William Burke

William Burke (1792-1829)

Junto con su cómplice William Hare, asesino a 17 personas para venderlos como cadáveres, esos que se diseccionaban en las clases de anatomía.

A finales del siglo XVIII, la evolución de las investigaciones médicas en Gran Bretaña encontró un fuerte obstáculo, porque en 1788 la justicia impuso una fuerte multa a un médico que había robado un cadáver. La otra fuente legal eran los reos condenados a la pena de muerte, pero gracias a la implementación de leyes más benignas a principios del siglo XIX, la cantidad de ejecutados se redujo.

Así surgió el negocio de los resucitadores, ladrones de tumbas que se reclutaban en los bajos fondos para desenterrar cuerpos. William Burke llego a Edimburgo desde Irlanda con esperanzas de ascensión social, pero debido conformarse con un humilde puesto de bracero que apenas le alcanzaba por sobrevivir. En la pensión de Margaret Laird conoció a William Hare otro inmigrante irlandés que había enamorado a la casera. Al poco tiempo Bruke comenzó a salir con Helen Mc Dougal. Ambas mujeres fueron cómplices del macabro dúo.

En 1872, la casera encontró muerto en su habitación a Desmond, un pensionista moroso y anónimo. Bruke le vendió el cadáver a Robert Knox, un galeno que daba clases de anatomía en la Escuela de Medicina de Edimburgo. Así obtuvieron la suma de siete libras, el equivalente a seis meses de trabajo de un peón rural.

Animados por el dinero fácil, los dos amigos pensaron en robar cadáveres, pero los comentarios estaban rodeados de rejas y torres de vigilancia.
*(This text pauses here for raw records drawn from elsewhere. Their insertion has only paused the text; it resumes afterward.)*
//! Minimal stderr logging.
//!
//! Deliberately not a logging facade crate: plain `eprintln!` with a
//! `[logind-core]` prefix, debug-gated by an environment variable rather
//! than a verbosity level. Nothing here is safe to call from the SIGCHLD
//! handler, see `reaper.rs`.

pub fn debug_enabled() -> bool {
    std::env::var_os("TLM_DEBUG").is_some()
}

#[macro_export]
macro_rules! trace {
    ($($arg:tt)*) => {
        if $crate::log::debug_enabled() {
            eprintln!("[logind-core] {}", format!($($arg)*));
        }
    };
}

#[macro_export]
macro_rules! warn {
    ($($arg:tt)*) => {
        eprintln!("[logind-core] WARN: {}", format!($($arg)*));
    };
}
use revise_core::{
    compute_diff, DiffEngine, DiffLine, DiffLineKind, DiffSide, DiffStats, Result, TextDocument,
};

fn doc(lines: &[&str]) -> TextDocument {
    TextDocument::from_lines(lines.iter().copied())
}

#[test]
fn single_changed_line_is_modified() {
    let lines = compute_diff(&doc(&["A", "B", "C"]), &doc(&["A", "X", "C"]));

    assert_eq!(
        lines,
        vec![
            DiffLine::Unchanged {
                line: 1,
                text: "A".into(),
            },
            DiffLine::Modified {
                original_line: 2,
                modified_line: 2,
                original_text: "B".into(),
                modified_text: "X".into(),
            },
            DiffLine::Unchanged {
                line: 3,
                text: "C".into(),
            },
        ]
    );
}

#[test]
fn longer_modified_reports_additions() {
    let lines = compute_diff(&doc(&["A", "B"]), &doc(&["A", "B", "C"]));

    assert_eq!(
        lines,
        vec![
            DiffLine::Unchanged {
                line: 1,
                text: "A".into(),
            },
            DiffLine::Unchanged {
                line: 2,
                text: "B".into(),
            },
            DiffLine::Added {
                modified_line: 3,
                text: "C".into(),
            },
        ]
    );
}

#[test]
fn identical_documents_are_all_unchanged() {
    let document = TextDocument::from_text("Sub Main()\n    MsgBox \"hi\"\nEnd Sub\n");
    let lines = compute_diff(&document, &document);

    assert_eq!(lines.len(), document.line_count());
    assert!(lines
        .iter()
        .all(|line| line.kind() == DiffLineKind::Unchanged));
    assert!(DiffEngine::new().stats(&document, &document).is_identical());
}

#[test]
fn side_by_side_rendering_of_refinement() {
    let original = "Sub CreatePart()\n    MsgBox \"ok\"\nEnd Sub";
    let refined = format!("{original}\n\n' Added error handling");
    let lines = DiffEngine::new().diff_texts(original, &refined);

    let left: Vec<_> = lines
        .iter()
        .map(|line| (line.line_number(DiffSide::Original), line.marker(DiffSide::Original)))
        .collect();
    let right: Vec<_> = lines
        .iter()
        .map(|line| (line.line_number(DiffSide::Modified), line.marker(DiffSide::Modified)))
        .collect();

    assert_eq!(
        left,
        [(Some(1), None), (Some(2), None), (Some(3), None), (None, None), (None, None)]
    );
    assert_eq!(
        right,
        [
            (Some(1), None),
            (Some(2), None),
            (Some(3), None),
            (Some(4), Some('+')),
            (Some(5), Some('+')),
        ]
    );
    assert_eq!(lines[4].text(DiffSide::Modified), Some("' Added error handling"));
}

#[test]
fn stats_count_every_row() {
    let stats = DiffEngine::new().stats(&doc(&["A", "B", "C", "D"]), &doc(&["A", "X"]));
    assert_eq!(
        stats,
        DiffStats {
            unchanged: 1,
            added: 0,
            deleted: 2,
            modified: 1,
        }
    );
    assert_eq!(stats.changes(), 3);
}

#[test]
fn unified_patch_shows_changed_lines() -> Result<()> {
    let patch = DiffEngine::new().unified_patch(
        "macro.vbs",
        &TextDocument::from_text("line 1\nline 2\n"),
        &TextDocument::from_text("line 1\nline two\n"),
    )?;

    assert!(patch.contains("--- a/macro.vbs"));
    assert!(patch.contains("+++ b/macro.vbs"));
    assert!(patch.contains("-line 2"));
    assert!(patch.contains("+line two"));

    Ok(())
}

#[test]
fn unified_patch_is_empty_for_equal_documents() -> Result<()> {
    let document = TextDocument::from_text("same\n");
    let patch = DiffEngine::new().unified_patch("same.vbs", &document, &document)?;
    assert!(patch.is_empty());
    Ok(())
}
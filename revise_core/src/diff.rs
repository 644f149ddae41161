//! Positional diff generation and patch export.
//!
//! Rows are aligned by line index, not by a longest-common-subsequence
//! search: inserting a line at the top reports every following line as
//! modified. Rendering depends on this alignment.

use std::path::Path;

use git2::{DiffOptions, Patch};

use crate::{DiffLine, DiffStats, Result, TextDocument};

const DEFAULT_CONTEXT_LINES: u32 = 3;

/// Entry point for comparing two documents.
#[derive(Debug, Clone, Copy)]
pub struct DiffEngine {
    context_lines: u32,
}

impl Default for DiffEngine {
    fn default() -> Self {
        Self {
            context_lines: DEFAULT_CONTEXT_LINES,
        }
    }
}

impl DiffEngine {
    /// Construct a new diff engine instance.
    #[must_use]
    pub fn new() -> Self {
        Self::default()
    }

    /// Override the number of context lines used in unified patches.
    #[must_use]
    pub const fn with_context_lines(mut self, context_lines: u32) -> Self {
        self.context_lines = context_lines;
        self
    }

    /// Compare two documents row by row.
    #[must_use]
    #[allow(clippy::unused_self)]
    pub fn compute(&self, original: &TextDocument, modified: &TextDocument) -> Vec<DiffLine> {
        compute_diff(original, modified)
    }

    /// Compare two raw texts after splitting them into lines.
    #[must_use]
    pub fn diff_texts(&self, original: &str, modified: &str) -> Vec<DiffLine> {
        self.compute(
            &TextDocument::from_text(original),
            &TextDocument::from_text(modified),
        )
    }

    /// Row counts for the comparison of two documents.
    #[must_use]
    pub fn stats(&self, original: &TextDocument, modified: &TextDocument) -> DiffStats {
        DiffStats::from_lines(&self.compute(original, modified))
    }

    /// Render a git-style unified patch between two documents.
    ///
    /// Equal documents produce an empty string. The patch uses libgit2's
    /// alignment and is meant for export, not for the side-by-side view.
    ///
    /// # Errors
    ///
    /// Returns [`crate::Error::Patch`] when libgit2 cannot build or print the patch.
    pub fn unified_patch(
        &self,
        path: &str,
        original: &TextDocument,
        modified: &TextDocument,
    ) -> Result<String> {
        if original == modified {
            return Ok(String::new());
        }

        let original_text = original.text();
        let modified_text = modified.text();
        let path_ref = Path::new(path);
        let mut options = DiffOptions::new();
        options.context_lines(self.context_lines);

        let mut patch = Patch::from_buffers(
            original_text.as_bytes(),
            Some(path_ref),
            modified_text.as_bytes(),
            Some(path_ref),
            Some(&mut options),
        )?;

        let buffer = patch.to_buf()?;
        Ok(String::from_utf8_lossy(buffer.as_ref()).into_owned())
    }
}

/// Compare two documents by line position.
///
/// Produces exactly one row per index up to the longer document's length.
#[must_use]
pub fn compute_diff(original: &TextDocument, modified: &TextDocument) -> Vec<DiffLine> {
    let (left, right) = (original.lines(), modified.lines());

    let paired = left
        .iter()
        .zip(right)
        .enumerate()
        .map(|(index, (original, modified))| pair(index, original, modified));
    // At most one of these tails is non-empty.
    let deleted = left
        .iter()
        .enumerate()
        .skip(right.len())
        .map(|(index, text)| DiffLine::Deleted {
            original_line: line_number(index),
            text: text.clone(),
        });
    let added = right
        .iter()
        .enumerate()
        .skip(left.len())
        .map(|(index, text)| DiffLine::Added {
            modified_line: line_number(index),
            text: text.clone(),
        });

    paired.chain(deleted).chain(added).collect()
}

fn pair(index: usize, original: &str, modified: &str) -> DiffLine {
    let number = line_number(index);
    if original == modified {
        DiffLine::Unchanged {
            line: number,
            text: original.to_owned(),
        }
    } else {
        DiffLine::Modified {
            original_line: number,
            modified_line: number,
            original_text: original.to_owned(),
            modified_text: modified.to_owned(),
        }
    }
}

fn line_number(index: usize) -> u32 {
    u32::try_from(index + 1).unwrap_or(u32::MAX)
}
use serde::{Deserialize, Serialize};

/// One aligned row of a positional comparison between two documents.
///
/// Line numbers are 1-based.
#[derive(Debug, Clone, PartialEq, Eq, Serialize, Deserialize)]
#[serde(tag = "kind", rename_all = "snake_case")]
pub enum DiffLine {
    /// Identical line present at the same position in both documents.
    Unchanged {
        /// Line number shared by both sides.
        line: u32,
        /// Text of the line.
        text: String,
    },
    /// Line present only in the modified document.
    Added {
        /// Line number on the modified side.
        modified_line: u32,
        /// Text of the added line.
        text: String,
    },
    /// Line present only in the original document.
    Deleted {
        /// Line number on the original side.
        original_line: u32,
        /// Text of the deleted line.
        text: String,
    },
    /// Both documents have a line at this position but the text differs.
    Modified {
        /// Line number on the original side.
        original_line: u32,
        /// Line number on the modified side.
        modified_line: u32,
        /// Text on the original side.
        original_text: String,
        /// Text on the modified side.
        modified_text: String,
    },
}

impl DiffLine {
    /// Classification of the row without its payload.
    #[must_use]
    pub const fn kind(&self) -> DiffLineKind {
        match self {
            Self::Unchanged { .. } => DiffLineKind::Unchanged,
            Self::Added { .. } => DiffLineKind::Added,
            Self::Deleted { .. } => DiffLineKind::Deleted,
            Self::Modified { .. } => DiffLineKind::Modified,
        }
    }

    /// Whether the row represents any kind of change.
    #[must_use]
    pub const fn is_change(&self) -> bool {
        !matches!(self, Self::Unchanged { .. })
    }

    /// Line number displayed in the gutter of the given pane.
    #[must_use]
    pub const fn line_number(&self, side: DiffSide) -> Option<u32> {
        match (self, side) {
            (Self::Unchanged { line, .. }, _) => Some(*line),
            (Self::Added { modified_line, .. }, DiffSide::Modified)
            | (Self::Modified { modified_line, .. }, DiffSide::Modified) => Some(*modified_line),
            (Self::Deleted { original_line, .. }, DiffSide::Original)
            | (Self::Modified { original_line, .. }, DiffSide::Original) => Some(*original_line),
            (Self::Added { .. }, DiffSide::Original) | (Self::Deleted { .. }, DiffSide::Modified) => {
                None
            }
        }
    }

    /// Text displayed in the given pane, if the row exists on that side.
    #[must_use]
    pub fn text(&self, side: DiffSide) -> Option<&str> {
        match (self, side) {
            (Self::Unchanged { text, .. }, _)
            | (Self::Added { text, .. }, DiffSide::Modified)
            | (Self::Deleted { text, .. }, DiffSide::Original) => Some(text),
            (Self::Modified { original_text, .. }, DiffSide::Original) => Some(original_text),
            (Self::Modified { modified_text, .. }, DiffSide::Modified) => Some(modified_text),
            (Self::Added { .. }, DiffSide::Original) | (Self::Deleted { .. }, DiffSide::Modified) => {
                None
            }
        }
    }

    /// Gutter marker for the given pane (`-`, `+` or `~`).
    #[must_use]
    pub const fn marker(&self, side: DiffSide) -> Option<char> {
        match (self, side) {
            (Self::Deleted { .. }, DiffSide::Original) => Some('-'),
            (Self::Added { .. }, DiffSide::Modified) => Some('+'),
            (Self::Modified { .. }, _) => Some('~'),
            _ => None,
        }
    }
}

/// Classification of a [`DiffLine`].
#[derive(Debug, Clone, Copy, PartialEq, Eq, Hash, Serialize, Deserialize)]
#[serde(rename_all = "snake_case")]
pub enum DiffLineKind {
    /// Same text on both sides.
    Unchanged,
    /// Only present in the modified document.
    Added,
    /// Only present in the original document.
    Deleted,
    /// Present on both sides with different text.
    Modified,
}

/// Pane of a side-by-side comparison.
#[derive(Debug, Clone, Copy, PartialEq, Eq, Hash, Serialize, Deserialize)]
#[serde(rename_all = "snake_case")]
pub enum DiffSide {
    /// Left pane showing the baseline.
    Original,
    /// Right pane showing the selected revision.
    Modified,
}

/// Per-kind row counts for a comparison.
#[derive(Debug, Clone, Copy, PartialEq, Eq, Serialize, Deserialize, Default)]
pub struct DiffStats {
    /// Rows identical on both sides.
    pub unchanged: u32,
    /// Rows only present in the modified document.
    pub added: u32,
    /// Rows only present in the original document.
    pub deleted: u32,
    /// Rows whose text differs.
    pub modified: u32,
}

impl DiffStats {
    /// A stats instance with every count at zero.
    pub const ZERO: Self = Self {
        unchanged: 0,
        added: 0,
        deleted: 0,
        modified: 0,
    };

    /// Tally the rows of an already computed comparison.
    #[must_use]
    pub fn from_lines(lines: &[DiffLine]) -> Self {
        lines.iter().fold(Self::ZERO, |stats, line| stats.record(line.kind()))
    }

    /// Return a copy with one more row of the given kind.
    #[must_use]
    pub const fn record(self, kind: DiffLineKind) -> Self {
        let mut next = self;
        match kind {
            DiffLineKind::Unchanged => next.unchanged += 1,
            DiffLineKind::Added => next.added += 1,
            DiffLineKind::Deleted => next.deleted += 1,
            DiffLineKind::Modified => next.modified += 1,
        }
        next
    }

    /// Number of rows that are not unchanged.
    #[must_use]
    pub const fn changes(self) -> u32 {
        self.added + self.deleted + self.modified
    }

    /// Whether the two compared documents were identical.
    #[must_use]
    pub const fn is_identical(self) -> bool {
        self.changes() == 0
    }
}
use std::sync::{Arc, Barrier};
use std::thread;

use revise_core::ffi::{compute_diff, open, CoreError, RefineSession};
use revise_core::refiners::{Refinement, Refiner, RefinerError, RefinerRegistry, RefinerService};
use revise_core::{DiffLine, DiffStats, RevisionHistory, TextDocument};

struct GatedRefiner {
    entered: Arc<Barrier>,
    release: Arc<Barrier>,
}

impl Refiner for GatedRefiner {
    fn id(&self) -> &'static str {
        "gated"
    }

    fn label(&self) -> &'static str {
        "Gated"
    }

    fn refine(&self, document: &TextDocument) -> Result<Refinement, RefinerError> {
        self.entered.wait();
        self.release.wait();
        let mut lines = document.lines().to_vec();
        lines.push("' gated".into());
        Ok(Refinement::new(TextDocument::from_lines(lines), "Gated"))
    }
}

#[test]
fn ffi_refine_and_apply_flow() {
    let session = open("Sub Main()\nEnd Sub".into(), "Original version".into());

    assert!(session
        .refiners()
        .iter()
        .any(|refiner| refiner.id == "annotate"));

    let refined = session.refine("annotate".into()).expect("refine");
    assert_eq!(refined.label, "Added error handling");
    assert_eq!(session.cursor().expect("cursor"), 1);

    let stats = session.stats_from_baseline().expect("stats");
    assert_eq!(
        stats,
        DiffStats {
            unchanged: 2,
            added: 2,
            deleted: 0,
            modified: 0,
        }
    );

    let committed = session.commit().expect("commit");
    assert_eq!(committed.content, refined.content);
    assert_eq!(session.revisions().expect("revisions").len(), 1);
    assert!(session
        .diff_from_baseline()
        .expect("diff")
        .iter()
        .all(|line| !line.is_change()));
}

#[test]
fn ffi_navigation_and_cancel() {
    let session = open("v0".into(), "Original version".into());
    session.append("v1".into(), "one".into()).expect("append");
    session.append("v2".into(), "two".into()).expect("append");

    let undone = session.undo().expect("undo");
    assert_eq!(undone.content.text(), "v1");

    let jumped = session.jump_to(2).expect("jump");
    assert_eq!(jumped.content.text(), "v2");

    match session.redo() {
        Err(CoreError::AtBoundary) => {}
        other => panic!("expected AtBoundary, got {other:?}"),
    }
    match session.jump_to(7) {
        Err(CoreError::IndexOutOfRange) => {}
        other => panic!("expected IndexOutOfRange, got {other:?}"),
    }

    let restored = session.rollback().expect("rollback");
    assert_eq!(restored.content.text(), "v0");
    assert_eq!(session.current().expect("current").content.text(), "v0");
}

#[test]
fn ffi_unknown_refiner_is_reported() {
    let session = open("v0".into(), "Original version".into());
    match session.refine("missing".into()) {
        Err(CoreError::RefinerNotRegistered) => {}
        other => panic!("expected RefinerNotRegistered, got {other:?}"),
    }
}

#[test]
fn ffi_patch_covers_baseline_to_current() {
    let session = open("line 1\nline 2\n".into(), "Original version".into());
    session
        .append("line 1\nline two\n".into(), "Edit".into())
        .expect("append");

    let patch = session.unified_patch("macro.vbs".into()).expect("patch");
    assert!(patch.contains("-line 2"));
    assert!(patch.contains("+line two"));
}

#[test]
fn ffi_compute_diff_splits_text() {
    let lines = compute_diff("A\nB".into(), "A\nX\nC".into());
    assert_eq!(
        lines,
        vec![
            DiffLine::Unchanged {
                line: 1,
                text: "A".into(),
            },
            DiffLine::Modified {
                original_line: 2,
                modified_line: 2,
                original_text: "B".into(),
                modified_text: "X".into(),
            },
            DiffLine::Added {
                modified_line: 3,
                text: "C".into(),
            },
        ]
    );
}

#[test]
fn ffi_session_stays_usable_while_refining() {
    let entered = Arc::new(Barrier::new(2));
    let release = Arc::new(Barrier::new(2));
    let mut registry = RefinerRegistry::new();
    registry.register(GatedRefiner {
        entered: Arc::clone(&entered),
        release: Arc::clone(&release),
    });
    let session = Arc::new(RefineSession::new(
        RevisionHistory::new(TextDocument::from_text("v0"), "Original version"),
        RefinerService::new(registry),
    ));

    let worker = {
        let session = Arc::clone(&session);
        thread::spawn(move || session.refine("gated".into()))
    };

    entered.wait();
    assert_eq!(session.cursor().expect("cursor"), 0);
    assert_eq!(session.current().expect("current").content.text(), "v0");
    release.wait();

    let refined = worker
        .join()
        .expect("refine thread")
        .expect("refine");
    assert_eq!(refined.content.text(), "v0\n' gated");
    assert_eq!(session.cursor().expect("cursor"), 1);
}
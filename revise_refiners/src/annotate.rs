use serde::{Deserialize, Serialize};

use revise_api::TextDocument;
use revise_refiner_api::{Refinement, Refiner, RefinerResult};

/// Options for [`AnnotationRefiner`].
#[derive(Debug, Clone, PartialEq, Eq, Serialize, Deserialize)]
#[serde(default)]
pub struct AnnotationOptions {
    /// Line comment token of the document's language, including trailing space.
    pub comment_prefix: String,
    /// Note appended as a comment; also used as the revision label.
    pub note: String,
}

impl Default for AnnotationOptions {
    fn default() -> Self {
        Self {
            comment_prefix: "' ".into(),
            note: "Added error handling".into(),
        }
    }
}

/// Local refiner that appends a comment note after a blank line.
///
/// Stands in for an assistant pass when no external refiner is configured.
#[derive(Debug, Clone, Default)]
pub struct AnnotationRefiner {
    options: AnnotationOptions,
}

impl AnnotationRefiner {
    /// Construct a refiner with explicit options.
    #[must_use]
    pub const fn new(options: AnnotationOptions) -> Self {
        Self { options }
    }
}

impl Refiner for AnnotationRefiner {
    fn id(&self) -> &'static str {
        "annotate"
    }

    fn label(&self) -> &'static str {
        "Annotate"
    }

    fn refine(&self, document: &TextDocument) -> RefinerResult<Refinement> {
        let mut lines = document.lines().to_vec();
        lines.push(String::new());
        lines.push(format!("{}{}", self.options.comment_prefix, self.options.note));

        Ok(Refinement::new(
            TextDocument::from_lines(lines),
            self.options.note.clone(),
        ))
    }
}
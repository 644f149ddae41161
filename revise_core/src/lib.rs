//! Core library for Revise's refinement workflow.
//!
//! The crate is layered around three responsibilities:
//! - positional diffing of two documents for side-by-side display
//! - a cursor-based revision history with an apply/cancel boundary
//! - refiner integration that feeds new revisions into a history

#![warn(
    clippy::all,
    clippy::cargo,
    clippy::nursery,
    clippy::pedantic,
    missing_docs
)]
#![cfg_attr(
    not(test),
    deny(
        clippy::dbg_macro,
        clippy::expect_used,
        clippy::panic,
        clippy::print_stderr,
        clippy::print_stdout,
        clippy::todo,
        clippy::unwrap_used
    )
)]

/// Positional diff generation and patch export.
pub mod diff;
/// `UniFFI` bindings for host applications.
pub mod ffi;
/// Revision history with undo/redo and commit/rollback.
pub mod history;
/// Refiner registry and service.
pub mod refiners;

#[doc(hidden)]
pub use ffi::UniFfiTag;
pub use diff::{compute_diff, DiffEngine};
pub use history::{AppendPolicy, HistoryConfig, RevisionHistory};
pub use refiners::{RefinerService, RefinerSummary};
pub use revise_api::{DiffLine, DiffLineKind, DiffSide, DiffStats, Revision, TextDocument};

/// Common result type for the crate.
pub type Result<T> = std::result::Result<T, Error>;

/// Errors surfaced by the core library.
#[derive(Debug, thiserror::Error)]
pub enum Error {
    /// Undo at the first revision or redo at the last one.
    #[error("cannot {operation}: cursor is already at the edge of the history")]
    AtBoundary {
        /// Navigation that was attempted (`undo` or `redo`).
        operation: &'static str,
    },
    /// Requested revision index does not exist.
    #[error("revision index {index} is out of range for a history of {len}")]
    IndexOutOfRange {
        /// Index that was requested.
        index: usize,
        /// Number of revisions in the history.
        len: usize,
    },
    /// Refiner id was not found in the registry.
    #[error("refiner {refiner} is not registered")]
    RefinerNotRegistered {
        /// Identifier that failed lookup.
        refiner: String,
    },
    /// Refiner failed to produce a document.
    #[error("refiner {refiner} failed: {source}")]
    Refiner {
        /// Identifier of the failing refiner.
        refiner: String,
        /// Underlying refiner error.
        #[source]
        source: revise_refiner_api::RefinerError,
    },
    /// Rendering a unified patch failed.
    #[error("failed to render patch: {source}")]
    Patch {
        /// Original libgit2 error.
        #[from]
        source: git2::Error,
    },
}
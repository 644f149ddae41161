//! Shared Revise data models consumed by the core library and refiner crates.

pub mod diff;
pub mod document;
pub mod revision;

pub use diff::*;
pub use document::*;
pub use revision::*;
use std::sync::PoisonError;

use thiserror::Error;

use crate::Error;

/// Errors surfaced through the `UniFFI` bindings.
#[derive(Debug, Error)]
pub enum CoreError {
    /// Undo or redo attempted at the edge of the history.
    #[error("cursor is at the edge of the history")]
    AtBoundary,
    /// Requested revision index does not exist.
    #[error("revision index is out of range")]
    IndexOutOfRange,
    /// Refiner was not registered with the core.
    #[error("refiner is not registered")]
    RefinerNotRegistered,
    /// Refiner failed to produce a document.
    #[error("refiner error")]
    Refiner,
    /// Patch rendering failed.
    #[error("patch error")]
    Patch,
    /// Internal invariant failed.
    #[error("internal error")]
    Internal,
}

impl From<Error> for CoreError {
    fn from(error: Error) -> Self {
        match error {
            Error::AtBoundary { .. } => Self::AtBoundary,
            Error::IndexOutOfRange { .. } => Self::IndexOutOfRange,
            Error::RefinerNotRegistered { .. } => Self::RefinerNotRegistered,
            Error::Refiner { .. } => Self::Refiner,
            Error::Patch { .. } => Self::Patch,
        }
    }
}

impl<T> From<PoisonError<T>> for CoreError {
    fn from(_: PoisonError<T>) -> Self {
        Self::Internal
    }
}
Se decidieron por asesinar a otro inquilino, un molinero llamado Joseph. Bruke y Hare lo emborracharon, y luego lo asfixiaron con una almohada.

Esta vez recibieron diez libras, y a partir de ese momento no se detuvieron, sus víctimas fueron los marginados que no tenían a nadie que reclamara su perdida.

Las siguientes desapariciones fueron tres mujeres que alquilaban la pensión para ejercer la prostitución. Una ola de terror se desencadeno en los suburbios de Edimburgo, y la policía cerco el área donde se habían producido los primeros homicidios.

Bruke y Hare debieron esforzarse más, pero continuaron con la fabricación de cadáveres. Sus nuevas víctimas fueron una mendiga llamada Effie, y un deficiente mental muy conocido en el lugar.

Tras asesinar impunemente a un número indeterminado de personas. Bruke y Hare cometieron un error porque dos inquilinos descubrieron un cadáver debajo de la cama.

Cuando la policía llego el cuerpo ya había desaparecido, pero la declaraciones de Bruke y Hare se contradecían. William hare fue convencido para incriminar a Bruke a cambio de su liberación. Todo el peso de la acusación recayó sobre Bruke, que fue horcado, los demás culpables fueron liberados y el doctor Knox tuvo que buscar empleo en Londres.

William Hare reúne las condiciones de un asesino desorganizado, una persona frustrada a la que no le sale nada bien, socialmente inmadura y con un bajo coeficiente intelectual. En cambio, William Burke fue analizado como un asesino organizado, es decir, un sujeto con habilidades que se maneja con soltura en diferentes ambientes sociales y actúa con premeditación y alevosía. Para sus víctimas, esas diferencias eran indistintas.